Too many people here on the Wasatch Front are density-phobic. When some people hear the term high density, they immediately think of slummy apartment buildings or ugly condos. Density can be bad and it can be good. A well-designed, walkable and aesthetically pleasing neighborhood with shops that have one or two stories of living space above them can be very, very nice neighborhoods. "High density" doesn't have to be apartment buildings either. Consider dense neighborhoods with Victorian-style houses. Think of homes with nice porches that front onto tree-lined brick sidewalks.

Oh wait, what I just described existed in America once upon a time. It was a time before we decided that we were going to build our entire lives and landscape around the automobile.

Sometimes I wonder what was going through the minds of developers and local government officials back in the 1950s. Ever noticed how a lot of subdivisions from 40 or 50 years ago don't even have sidewalks? Did they believe that walking was just a thing of the past? I guess it's easy to be mesmerized by the ability to drive everywhere when gasoline costs only $0.21 a gallon.

On page 68 of The Long Emergency, Kunstler so aptly states:

"The denial about global peak in the United States is already fierce, as investments in car-dependent, oil-addicted infrastructure are greater here than in any other nation and Americans consider their way of life a God-given entitlement."

And on page 65, he also writes:

"For many Americans, who have never known a way of life without cheap oil, there is a simple inability to imagine life without it. Some say that just because more oil hasn't been discovered doesn't mean that it isn't there. They are unimpressed by data showing that discovery peaked world-wide forty years ago and has been declining steadily ever since."

Amen Kunstler.

Saturday, July 15, 2006

Have we hit the peak?

This is from Wikipedia's peak oil article:

World oil production has been essentially flat since the beginning of 2005. Colin Campbell of the Association for the Study of Peak Oil & Gas (ASPO) has calculated that the global production of conventional oil peaked in the spring of 2004 albeit at a rate of 23-GB/yr, not Hubbert's 13-GB/yr. Another peak oil proponent Kenneth S. Deffeyes predicted in his book Beyond Oil - The View From Hubbert's Peak that global oil production would hit a peak on Thanksgiving Day 2005 (Deffeyes has since revised his claim, and now argues that world oil production peaked on December 16 2005).
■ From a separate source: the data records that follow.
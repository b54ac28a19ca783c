//! Load-balancing scheduler tests driven through simulated workers

mod common;

use common::{Cluster, index_of, scheduler, scoped_items};
use std::collections::HashSet;
use std::time::Duration;
use testfan_core::DistMode;

const LOAD_MODES: [DistMode; 6] = [
    DistMode::Load,
    DistMode::LoadScope,
    DistMode::LoadFile,
    DistMode::LoadGroup,
    DistMode::LoadScopeShuffled,
    DistMode::SingleCollect,
];

fn abc() -> Vec<String> {
    vec!["a".to_string(), "b".to_string(), "c".to_string()]
}

#[test]
fn test_two_workers_share_three_items() {
    let _ = tracing_subscriber::fmt::try_init();

    let mut cluster = Cluster::new(scheduler(DistMode::Load, 2));
    cluster.start(&["w1", "w2"], &abc());

    // Nobody starves while work is left
    assert!(!cluster.worker("w1").pending.is_empty());
    assert!(!cluster.worker("w2").pending.is_empty());
    assert_eq!(
        cluster.worker("w1").pending.len() + cluster.worker("w2").pending.len(),
        3
    );

    cluster.run();
    assert_eq!(cluster.completed(), vec![0, 1, 2]);
    assert!(cluster.scheduler.all_work_finished());
}

#[test]
fn test_crashed_worker_items_move_to_survivor() {
    let _ = tracing_subscriber::fmt::try_init();

    let items: Vec<String> = ["a", "b", "x", "y", "c", "z1", "z2", "z3"]
        .iter()
        .map(|s| s.to_string())
        .collect();
    let mut cluster = Cluster::new(scheduler(DistMode::Load, 2));
    cluster.start(&["w1", "w2"], &items);
    assert_eq!(
        cluster.worker("w1").pending,
        [index_of(&items, "a"), index_of(&items, "b")]
    );

    // w1 finishes a and is refilled with c, then dies while running b
    cluster.complete("w1", Duration::from_millis(1));
    assert_eq!(
        cluster.worker("w1").pending,
        [index_of(&items, "b"), index_of(&items, "c")]
    );
    assert_eq!(cluster.crash("w1").as_deref(), Some("b"));

    cluster.run();
    let c = index_of(&items, "c");
    assert!(cluster.worker("w2").completed.contains(&c));

    let b = index_of(&items, "b");
    let expected: Vec<usize> = (0..items.len()).filter(|i| *i != b).collect();
    assert_eq!(cluster.completed(), expected);
    assert_eq!(cluster.crashed, vec!["b".to_string()]);
}

#[test]
fn test_no_item_lost_or_duplicated() {
    let _ = tracing_subscriber::fmt::try_init();

    let items = scoped_items(&[
        ("tests/test_api.py::TestUsers", 9),
        ("tests/test_api.py::TestGroups", 4),
        ("tests/test_db.py::TestSchema", 13),
        ("tests/test_db.py", 6),
        ("tests/test_cli.py", 21),
    ]);
    for mode in LOAD_MODES {
        let mut cluster = Cluster::new(scheduler(mode, 3));
        cluster.start(&["gw0", "gw1", "gw2"], &items);

        cluster.run_with(|cluster| {
            let sent: Vec<usize> = cluster
                .workers
                .iter()
                .flat_map(|w| w.record.sent())
                .collect();
            let unique: HashSet<usize> = sent.iter().copied().collect();
            assert_eq!(sent.len(), unique.len(), "{} sent an item twice", mode);
        });

        assert_eq!(
            cluster.completed(),
            (0..items.len()).collect::<Vec<_>>(),
            "mode {}",
            mode
        );
        let sent: usize = cluster.workers.iter().map(|w| w.record.sent().len()).sum();
        assert_eq!(sent, items.len());
    }
}

#[test]
fn test_groups_never_split() {
    let items = scoped_items(&[("a.py::A", 5), ("a.py::B", 3), ("b.py", 7), ("c.py", 2)]);
    for mode in [DistMode::LoadScope, DistMode::LoadScopeShuffled] {
        let mut cluster = Cluster::new(scheduler(mode, 2));
        cluster.start(&["gw0", "gw1"], &items);
        cluster.run();

        for worker in &cluster.workers {
            for batch in worker.record.batches() {
                let scopes: HashSet<&str> = batch
                    .iter()
                    .map(|i| testfan_core::grouping::scope_of(&items[*i]))
                    .collect();
                // A batch holds whole scopes only
                for scope in scopes {
                    let expected = items
                        .iter()
                        .filter(|id| testfan_core::grouping::scope_of(id) == scope)
                        .count();
                    let got = batch
                        .iter()
                        .filter(|i| testfan_core::grouping::scope_of(&items[**i]) == scope)
                        .count();
                    assert_eq!(got, expected, "{} split {}", mode, scope);
                }
            }
        }
    }
}

#[test]
fn test_collection_stays_complete() {
    let mut cluster = Cluster::new(scheduler(DistMode::Load, 2));
    cluster.start(&["w1", "w2"], &abc());
    assert!(cluster.scheduler.is_collection_complete());

    // A late worker with a different collection changes nothing
    cluster.join("w3");
    let mismatches = cluster
        .scheduler
        .add_worker_collection("w3", vec!["a".to_string(), "d".to_string()])
        .unwrap();
    assert_eq!(mismatches.len(), 1);
    assert!(mismatches[0].diff.contains("+d"));
    assert!(cluster.scheduler.is_collection_complete());
    assert_eq!(cluster.scheduler.collection(), Some(abc().as_slice()));

    assert_eq!(cluster.crash("w1").as_deref(), Some("a"));
    assert!(cluster.scheduler.is_collection_complete());
    assert!(cluster.scheduler.has_pending_work());
    assert!(cluster.worker("w3").record.sent().is_empty());
}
Of the three largest oil fields in the world, two have peaked. Mexico announced that its giant Cantarell Field entered depletion in March, 2006, as did the huge Burgan field in Kuwait in November, 2005. In April, 2006, a Saudi Aramco spokesman admitted that its mature fields are now declining at a rate of 8% per year, and its composite decline rate of producing fields is about 2%, thus implying that Ghawar, the largest oil field in the world may have peaked. New drilling in Saudi Arabia may be able to replace a portion of that country's production decline.
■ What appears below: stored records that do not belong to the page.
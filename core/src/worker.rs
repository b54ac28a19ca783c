//! Worker handles and the per-worker bookkeeping kept by schedulers.
//!
//! A worker is any remote process able to run batches of items referenced
//! by their collection index. Workers are expected to hold on to their final
//! pending item until either more work or a shutdown signal arrives; the
//! schedulers rely on this to keep at least one item queued behind the one
//! being executed.

use indexmap::IndexMap;
use std::fmt::Debug;
use tokio::sync::mpsc;
use tracing::{debug, warn};

use crate::error::{SchedulerError, SchedulerResult};
use crate::types::{ItemIndex, WorkItem, WorkerId};

/// Capability used by schedulers to drive a remote worker.
pub trait WorkerHandle: Send + Sync + Debug {
    /// Stable identifier of the worker.
    fn id(&self) -> &str;

    /// Ask the worker to run the given items, in order.
    fn send_batch(&self, indices: &[ItemIndex]);

    /// Ask the worker to finish its pending items and exit.
    fn shutdown(&self);
}

/// Command delivered to a [`ChannelWorker`].
#[derive(Debug, Clone, PartialEq, Eq)]
pub enum WorkerCommand {
    Run(Vec<ItemIndex>),
    Shutdown,
}

/// A [`WorkerHandle`] that forwards commands over an in-process channel.
#[derive(Debug, Clone)]
pub struct ChannelWorker {
    id: WorkerId,
    sender: mpsc::UnboundedSender<WorkerCommand>,
}

impl ChannelWorker {
    pub fn new(id: impl Into<WorkerId>) -> (Self, mpsc::UnboundedReceiver<WorkerCommand>) {
        let (sender, receiver) = mpsc::unbounded_channel();
        (
            Self {
                id: id.into(),
                sender,
            },
            receiver,
        )
    }

    fn deliver(&self, command: WorkerCommand) {
        if self.sender.send(command).is_err() {
            warn!("Worker {} is gone, dropping command", self.id);
        }
    }
}

impl WorkerHandle for ChannelWorker {
    fn id(&self) -> &str {
        &self.id
    }

    fn send_batch(&self, indices: &[ItemIndex]) {
        self.deliver(WorkerCommand::Run(indices.to_vec()));
    }

    fn shutdown(&self) {
        self.deliver(WorkerCommand::Shutdown);
    }
}

/// Scheduler-side view of a worker: its handle, the items it is believed to
/// be running (in send order) and whether it was told to shut down.
#[derive(Debug)]
pub struct WorkerProxy {
    handle: Box<dyn WorkerHandle>,
    pending: IndexMap<ItemIndex, WorkItem>,
    shutting_down: bool,
}

impl WorkerProxy {
    pub fn new(handle: Box<dyn WorkerHandle>) -> Self {
        Self {
            handle,
            pending: IndexMap::new(),
            shutting_down: false,
        }
    }

    pub fn id(&self) -> &str {
        self.handle.id()
    }

    pub fn pending_count(&self) -> usize {
        self.pending.len()
    }

    pub fn is_empty(&self) -> bool {
        self.pending.is_empty()
    }

    pub fn is_shutting_down(&self) -> bool {
        self.shutting_down
    }

    /// Item the worker is executing right now.
    pub fn head(&self) -> Option<&WorkItem> {
        self.pending.first().map(|(_, item)| item)
    }

    /// Item the worker will execute last.
    pub fn tail(&self) -> Option<&WorkItem> {
        self.pending.last().map(|(_, item)| item)
    }

    pub fn pending_items(&self) -> impl Iterator<Item = &WorkItem> {
        self.pending.values()
    }

    /// Send `items` to the worker and track them as pending.
    pub fn send(&mut self, items: Vec<WorkItem>) {
        if items.is_empty() {
            return;
        }
        debug_assert!(!self.shutting_down, "sending work to a worker shutting down");
        let indices: Vec<ItemIndex> = items.iter().map(|item| item.index).collect();
        debug!("Sending {} items to worker {}", indices.len(), self.id());
        self.handle.send_batch(&indices);
        for item in items {
            self.pending.insert(item.index, item);
        }
    }

    /// Record completion of `index`, which must be the head pending item.
    pub fn complete(&mut self, index: ItemIndex) -> WorkItem {
        let head = self.pending.first().map(|(idx, _)| *idx);
        assert_eq!(
            head,
            Some(index),
            "worker {} completed item {} out of order (head is {:?})",
            self.id(),
            index,
            head
        );
        match self.pending.shift_remove_index(0) {
            Some((_, item)) => item,
            None => unreachable!("head checked above"),
        }
    }

    /// Send the shutdown signal once; later calls are no-ops.
    pub fn shutdown(&mut self) {
        if self.shutting_down {
            return;
        }
        debug!("Shutting down worker {}", self.id());
        self.shutting_down = true;
        self.handle.shutdown();
    }

    /// Forget every pending item, returning them in send order.
    pub fn release_pending(&mut self) -> Vec<WorkItem> {
        self.pending.drain(..).map(|(_, item)| item).collect()
    }
}

/// Registered workers, split between those admitted to scheduling and
/// those still waiting for their collection to be validated.
#[derive(Debug, Default)]
pub struct WorkerRegistry {
    active: IndexMap<WorkerId, WorkerProxy>,
    waiting: IndexMap<WorkerId, WorkerProxy>,
}

impl WorkerRegistry {
    pub fn new() -> Self {
        Self::default()
    }

    /// Register a worker; it starts out waiting unless `admit` is set.
    pub fn register(&mut self, handle: Box<dyn WorkerHandle>, admit: bool) -> SchedulerResult<()> {
        let id = handle.id().to_string();
        if self.contains(&id) {
            return Err(SchedulerError::DuplicateWorker(id));
        }
        let proxy = WorkerProxy::new(handle);
        if admit {
            self.active.insert(id, proxy);
        } else {
            self.waiting.insert(id, proxy);
        }
        Ok(())
    }

    /// Move a waiting worker to the active set. Returns false if it was not waiting.
    pub fn admit(&mut self, id: &str) -> bool {
        match self.waiting.shift_remove(id) {
            Some(proxy) => {
                self.active.insert(id.to_string(), proxy);
                true
            }
            None => false,
        }
    }

    /// Unregister a worker, telling whether it had been admitted.
    pub fn remove(&mut self, id: &str) -> Option<(WorkerProxy, bool)> {
        if let Some(proxy) = self.active.shift_remove(id) {
            return Some((proxy, true));
        }
        self.waiting.shift_remove(id).map(|proxy| (proxy, false))
    }

    pub fn contains(&self, id: &str) -> bool {
        self.active.contains_key(id) || self.waiting.contains_key(id)
    }

    pub fn is_active(&self, id: &str) -> bool {
        self.active.contains_key(id)
    }

    pub fn active(&self) -> impl Iterator<Item = &WorkerProxy> {
        self.active.values()
    }

    pub fn active_mut(&mut self) -> impl Iterator<Item = &mut WorkerProxy> {
        self.active.values_mut()
    }

    pub fn active_ids(&self) -> Vec<WorkerId> {
        self.active.keys().cloned().collect()
    }

    pub fn active_len(&self) -> usize {
        self.active.len()
    }

    pub fn get_active(&self, id: &str) -> Option<&WorkerProxy> {
        self.active.get(id)
    }

    pub fn get_active_mut(&mut self, id: &str) -> Option<&mut WorkerProxy> {
        self.active.get_mut(id)
    }

    /// Active workers first, then waiting ones, each in registration order.
    pub fn ids(&self) -> Vec<WorkerId> {
        self.active.keys().chain(self.waiting.keys()).cloned().collect()
    }

    /// Shut down every registered worker.
    pub fn shutdown_all(&mut self) {
        for proxy in self.active.values_mut().chain(self.waiting.values_mut()) {
            proxy.shutdown();
        }
    }
}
Traditional natural gas supplies are also under the constraints of production peaks, which especially affect specific geographic regions because of the difficulty of transporting the resource over long distances. Natural gas production may have peaked on the North American continent in 2003, with the possible exception of Alaskan gas supplies which cannot be developed until a pipeline is constructed. Natural gas production in the North Sea has also peaked. UK production was at its highest point in 2000, and declining production and increased prices are now a sensitive political issue there. Even if new extraction techniques yield additional sources of natural gas, like coalbed methane, the energy returned on energy invested will be much lower than traditional gas sources, which inevitably leads to higher costs to consumers of natural gas.

There are some countries that have already passed their oil production peak.